A fluorescein-labeled AmpC β-lactamase allows rapid characterization of β-lactamase inhibitors by real-time fluorescence monitoring of the β-lactamase-inhibitor interactions

Rapid emergence of class C β‐lactamases has urged an immediate need for developing class C β‐lactamase specific inhibitors for effective clinical treatment. To facilitate the development of effective class C β‐lactamase inhibitors, we propose a new approach for a rapid analysis of the interaction of AmpC β‐lactamase and its inhibitors using our recently developed V211Cf fluorescent β‐lactamase biosensor during drug screening. Since the fluorescein of V211Cf can report the local environment change in the active site of AmpC β‐lactamase, fluorescence responses of V211Cf toward its substrates/inhibitors can provide real‐time traces of the dynamic change of the interaction of the β‐lactamase with its substrates/inhibitors. In this study, we found that V211Cf displayed distinct fluorescence signal patterns toward different kinds of inhibitors (including clavulanic acid, sulbactam, tazobactam and 2‐thiopheneboronic acid) due to the differences in their interactions with β‐lactamase.

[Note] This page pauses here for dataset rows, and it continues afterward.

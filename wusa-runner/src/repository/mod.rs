//! Repository layer
//!
//! Repositories give the lifecycle service access to state it does not own:
//! - The local runner registry file
//! - The runner endpoints of the GitHub API
//!
//! The remote side is trait-based so the lifecycle service can be tested
//! against stubs.

mod registry;
mod remote;

pub use registry::RunnerRegistry;
pub use remote::{GitHubRunnerApi, RunnerApi};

V211Cf not only enables a high throughput screening for inhibitors but can also provide a rapid preliminary indication on the inhibitor's potency and stability to β‐lactamase's hydrolytic action as well as how the inhibitors interact with the target enzyme, thereby speeding up the drug discovery and development cycle of class C β‐lactamase inhibitors. The authors report the use of a recently developed V211Cf fluorescent β‐lactamase biosensor for real‐time fluorescence analysis of the interaction of β‐lactamase inhibitors and their β‐lactamase target during the drug screening process. They show that V211Cf not only gives rise to different pattern of fluorescence signals according to the interaction between the inhibitor and the enzyme, but also allows drug screening and initial analysis for the interaction between the inhibitor and β‐lactamase drug target to be performed at the same time, thereby facilitating the development of the class C β‐lactamase inhibitors.